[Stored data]

mod common;

use anyhow::Result;

use common::Harness;
use warden_api::roles::{Role, RoleChange};
use warden_api::services::users::UserAdminError;

// Role changes, provisioning, and the soft-delete path through the user
// administration service.

#[tokio::test]
async fn admin_promotes_employee_and_supervisor_link_is_cleared() -> Result<()> {
    let h = Harness::new();
    h.directory.seed("ext-admin", "admin@x.com", "Admin", Role::Admin);
    let sup = h.directory.seed("ext-sup", "sup@x.com", "Supervisor", Role::Supervisor);
    let a = h.directory.seed("ext-a", "a@x.com", "A", Role::Employee);
    h.directory.set_supervisor(a.id, Some(sup.id));

    let updated = h
        .users
        .change_role("ext-admin", "a@x.com", RoleChange::Set(Role::Supervisor))
        .await?;

    assert_eq!(updated.role, Role::Supervisor);
    // Only supervised PSOs may carry a supervisor reference.
    assert_eq!(updated.supervisor_id, None);

    let entries = h.audit.entries.lock().unwrap();
    assert_eq!(entries.len(), 1);
    assert_eq!(entries[0].action, "user.role_change");
    assert_eq!(entries[0].before["role"], "EMPLOYEE");
    assert_eq!(entries[0].after["role"], "SUPERVISOR");

    Ok(())
}

#[tokio::test]
async fn null_role_soft_deletes_the_user() -> Result<()> {
    let h = Harness::new();
    h.directory.seed("ext-sup", "sup@x.com", "Supervisor", Role::Supervisor);
    let a = h.directory.seed("ext-a", "a@x.com", "A", Role::Employee);

    let updated = h
        .users
        .change_role("ext-sup", "a@x.com", RoleChange::from_wire(None))
        .await?;

    assert_eq!(updated.role, Role::Unassigned);
    assert!(updated.deleted_at.is_some());

    // The record stays, but it no longer resolves as active.
    let stored = h.directory.get(a.id);
    assert!(stored.deleted_at.is_some());
    assert!(h.authorization.resolve_caller("ext-a").await.is_err());

    let entries = h.audit.entries.lock().unwrap();
    assert_eq!(entries[0].action, "user.soft_delete");

    Ok(())
}

#[tokio::test]
async fn demoting_a_supervisor_releases_their_reports() -> Result<()> {
    let h = Harness::new();
    h.directory.seed("ext-admin", "admin@x.com", "Admin", Role::Admin);
    let sup = h.directory.seed("ext-sup", "sup@x.com", "Supervisor", Role::Supervisor);
    let a = h.directory.seed("ext-a", "a@x.com", "A", Role::Employee);
    let b = h.directory.seed("ext-b", "b@x.com", "B", Role::Employee);
    h.directory.set_supervisor(a.id, Some(sup.id));
    h.directory.set_supervisor(b.id, Some(sup.id));

    h.users
        .change_role("ext-admin", "sup@x.com", RoleChange::Set(Role::Employee))
        .await?;

    // A supervisor reference is only valid while its user holds the role.
    assert_eq!(h.directory.get(a.id).supervisor_id, None);
    assert_eq!(h.directory.get(b.id).supervisor_id, None);

    Ok(())
}

#[tokio::test]
async fn soft_deleting_a_supervisor_releases_their_reports() -> Result<()> {
    let h = Harness::new();
    h.directory.seed("ext-admin", "admin@x.com", "Admin", Role::Admin);
    let sup = h.directory.seed("ext-sup", "sup@x.com", "Supervisor", Role::Supervisor);
    let a = h.directory.seed("ext-a", "a@x.com", "A", Role::Employee);
    h.directory.set_supervisor(a.id, Some(sup.id));

    h.users
        .change_role("ext-admin", "sup@x.com", RoleChange::Unassign)
        .await?;

    assert!(h.directory.get(sup.id).deleted_at.is_some());
    assert_eq!(h.directory.get(a.id).supervisor_id, None);

    Ok(())
}

#[tokio::test]
async fn supervisor_cannot_grant_admin() -> Result<()> {
    let h = Harness::new();
    h.directory.seed("ext-sup", "sup@x.com", "Supervisor", Role::Supervisor);
    h.directory.seed("ext-a", "a@x.com", "A", Role::Employee);

    let err = h
        .users
        .change_role("ext-sup", "a@x.com", RoleChange::Set(Role::Admin))
        .await
        .unwrap_err();

    assert!(matches!(err, UserAdminError::Auth(_)));
    assert_eq!(h.directory.get_by_email("a@x.com").role, Role::Employee);

    Ok(())
}

#[tokio::test]
async fn provisioning_normalizes_email_and_audits() -> Result<()> {
    let h = Harness::new();
    h.directory.seed("ext-admin", "admin@x.com", "Admin", Role::Admin);

    let user = h
        .users
        .create_user(
            "ext-admin",
            "ext-new".to_string(),
            "  New.PSO@Example.COM ",
            "New PSO".to_string(),
            Role::Employee,
        )
        .await?;

    assert_eq!(user.email, "new.pso@example.com");
    assert_eq!(user.role, Role::Employee);

    let entries = h.audit.entries.lock().unwrap();
    assert_eq!(entries.len(), 1);
    assert_eq!(entries[0].action, "user.create");
    assert_eq!(entries[0].after["email"], "new.pso@example.com");

    Ok(())
}

#[tokio::test]
async fn provisioning_rejects_duplicates_and_bad_emails() -> Result<()> {
    let h = Harness::new();
    h.directory.seed("ext-admin", "admin@x.com", "Admin", Role::Admin);
    h.directory.seed("ext-a", "a@x.com", "A", Role::Employee);

    let err = h
        .users
        .create_user(
            "ext-admin",
            "ext-dup".to_string(),
            "a@x.com",
            "Duplicate".to_string(),
            Role::Employee,
        )
        .await
        .unwrap_err();
    assert!(matches!(err, UserAdminError::Directory(_)));

    let err = h
        .users
        .create_user(
            "ext-admin",
            "ext-bad".to_string(),
            "not-an-email",
            "Bad".to_string(),
            Role::Employee,
        )
        .await
        .unwrap_err();
    assert!(matches!(err, UserAdminError::Validation(_)));

    Ok(())
}

#[tokio::test]
async fn listing_requires_the_manage_users_capability() -> Result<()> {
    let h = Harness::new();
    h.directory.seed("ext-sup", "sup@x.com", "Supervisor", Role::Supervisor);
    h.directory.seed("ext-pso", "pso@x.com", "PSO", Role::Employee);
    h.directory.seed_deleted("ext-gone", "gone@x.com", "Gone");

    let listed = h.users.list_users("ext-sup").await?;
    // Soft-deleted users are not listed.
    assert_eq!(listed.len(), 2);
    assert!(listed.iter().all(|u| u.deleted_at.is_none()));

    let err = h.users.list_users("ext-pso").await.unwrap_err();
    assert!(matches!(err, UserAdminError::Auth(_)));

    Ok(())
}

### Work to be completed
Working through the records above, copy each one exactly.

### The answer
mod common;

use anyhow::Result;

use common::Harness;
use warden_api::roles::{Role, RoleChange};
use warden_api::services::users::UserAdminError;

// Role changes, provisioning, and the soft-delete path through the user
// administration service.

#[tokio::test]
async fn admin_promotes_employee_and_supervisor_link_is_cleared() -> Result<()> {
    let h = Harness::new();
    h.directory.seed("ext-admin", "admin@x.com", "Admin", Role::Admin);
    let sup = h.directory.seed("ext-sup", "sup@x.com", "Supervisor", Role::Supervisor);
    let a = h.directory.seed("ext-a", "a@x.com", "A", Role::Employee);
    h.directory.set_supervisor(a.id, Some(sup.id));

    let updated = h
        .users
        .change_role("ext-admin", "a@x.com", RoleChange::Set(Role::Supervisor))
        .await?;

    assert_eq!(updated.role, Role::Supervisor);
    // Only supervised PSOs may carry a supervisor reference.
    assert_eq!(updated.supervisor_id, None);

    let entries = h.audit.entries.lock().unwrap();
    assert_eq!(entries.len(), 1);
    assert_eq!(entries[0].action, "user.role_change");
    assert_eq!(entries[0].before["role"], "EMPLOYEE");
    assert_eq!(entries[0].after["role"], "SUPERVISOR");

    Ok(())
}

#[tokio::test]
async fn null_role_soft_deletes_the_user() -> Result<()> {
    let h = Harness::new();
    h.directory.seed("ext-sup", "sup@x.com", "Supervisor", Role::Supervisor);
    let a = h.directory.seed("ext-a", "a@x.com", "A", Role::Employee);

    let updated = h
        .users
        .change_role("ext-sup", "a@x.com", RoleChange::from_wire(None))
        .await?;

    assert_eq!(updated.role, Role::Unassigned);
    assert!(updated.deleted_at.is_some());

    // The record stays, but it no longer resolves as active.
    let stored = h.directory.get(a.id);
    assert!(stored.deleted_at.is_some());
    assert!(h.authorization.resolve_caller("ext-a").await.is_err());

    let entries = h.audit.entries.lock().unwrap();
    assert_eq!(entries[0].action, "user.soft_delete");

    Ok(())
}

#[tokio::test]
async fn demoting_a_supervisor_releases_their_reports() -> Result<()> {
    let h = Harness::new();
    h.directory.seed("ext-admin", "admin@x.com", "Admin", Role::Admin);
    let sup = h.directory.seed("ext-sup", "sup@x.com", "Supervisor", Role::Supervisor);
    let a = h.directory.seed("ext-a", "a@x.com", "A", Role::Employee);
    let b = h.directory.seed("ext-b", "b@x.com", "B", Role::Employee);
    h.directory.set_supervisor(a.id, Some(sup.id));
    h.directory.set_supervisor(b.id, Some(sup.id));

    h.users
        .change_role("ext-admin", "sup@x.com", RoleChange::Set(Role::Employee))
        .await?;

    // A supervisor reference is only valid while its user holds the role.
    assert_eq!(h.directory.get(a.id).supervisor_id, None);
    assert_eq!(h.directory.get(b.id).supervisor_id, None);

    Ok(())
}

#[tokio::test]
async fn soft_deleting_a_supervisor_releases_their_reports() -> Result<()> {
    let h = Harness::new();
    h.directory.seed("ext-admin", "admin@x.com", "Admin", Role::Admin);
    let sup = h.directory.seed("ext-sup", "sup@x.com", "Supervisor", Role::Supervisor);
    let a = h.directory.seed("ext-a", "a@x.com", "A", Role::Employee);
    h.directory.set_supervisor(a.id, Some(sup.id));

    h.users
        .change_role("ext-admin", "sup@x.com", RoleChange::Unassign)
        .await?;

    assert!(h.directory.get(sup.id).deleted_at.is_some());
    assert_eq!(h.directory.get(a.id).supervisor_id, None);

    Ok(())
}

#[tokio::test]
async fn supervisor_cannot_grant_admin() -> Result<()> {
    let h = Harness::new();
    h.directory.seed("ext-sup", "sup@x.com", "Supervisor", Role::Supervisor);
    h.directory.seed("ext-a", "a@x.com", "A", Role::Employee);

    let err = h
        .users
        .change_role("ext-sup", "a@x.com", RoleChange::Set(Role::Admin))
        .await
        .unwrap_err();

    assert!(matches!(err, UserAdminError::Auth(_)));
    assert_eq!(h.directory.get_by_email("a@x.com").role, Role::Employee);

    Ok(())
}

#[tokio::test]
async fn provisioning_normalizes_email_and_audits() -> Result<()> {
    let h = Harness::new();
    h.directory.seed("ext-admin", "admin@x.com", "Admin", Role::Admin);

    let user = h
        .users
        .create_user(
            "ext-admin",
            "ext-new".to_string(),
            "  New.PSO@Example.COM ",
            "New PSO".to_string(),
            Role::Employee,
        )
        .await?;

    assert_eq!(user.email, "new.pso@example.com");
    assert_eq!(user.role, Role::Employee);

    let entries = h.audit.entries.lock().unwrap();
    assert_eq!(entries.len(), 1);
    assert_eq!(entries[0].action, "user.create");
    assert_eq!(entries[0].after["email"], "new.pso@example.com");

    Ok(())
}

#[tokio::test]
async fn provisioning_rejects_duplicates_and_bad_emails() -> Result<()> {
    let h = Harness::new();
    h.directory.seed("ext-admin", "admin@x.com", "Admin", Role::Admin);
    h.directory.seed("ext-a", "a@x.com", "A", Role::Employee);

    let err = h
        .users
        .create_user(
            "ext-admin",
            "ext-dup".to_string(),
            "a@x.com",
            "Duplicate".to_string(),
            Role::Employee,
        )
        .await
        .unwrap_err();
    assert!(matches!(err, UserAdminError::Directory(_)));

    let err = h
        .users
        .create_user(
            "ext-admin",
            "ext-bad".to_string(),
            "not-an-email",
            "Bad".to_string(),
            Role::Employee,
        )
        .await
        .unwrap_err();
    assert!(matches!(err, UserAdminError::Validation(_)));

    Ok(())
}

#[tokio::test]
async fn listing_requires_the_manage_users_capability() -> Result<()> {
    let h = Harness::new();
    h.directory.seed("ext-sup", "sup@x.com", "Supervisor", Role::Supervisor);
    h.directory.seed("ext-pso", "pso@x.com", "PSO", Role::Employee);
    h.directory.seed_deleted("ext-gone", "gone@x.com", "Gone");

    let listed = h.users.list_users("ext-sup").await?;
    // Soft-deleted users are not listed.
    assert_eq!(listed.len(), 2);
    assert!(listed.iter().all(|u| u.deleted_at.is_none()));

    let err = h.users.list_users("ext-pso").await.unwrap_err();
    assert!(matches!(err, UserAdminError::Auth(_)));

    Ok(())
}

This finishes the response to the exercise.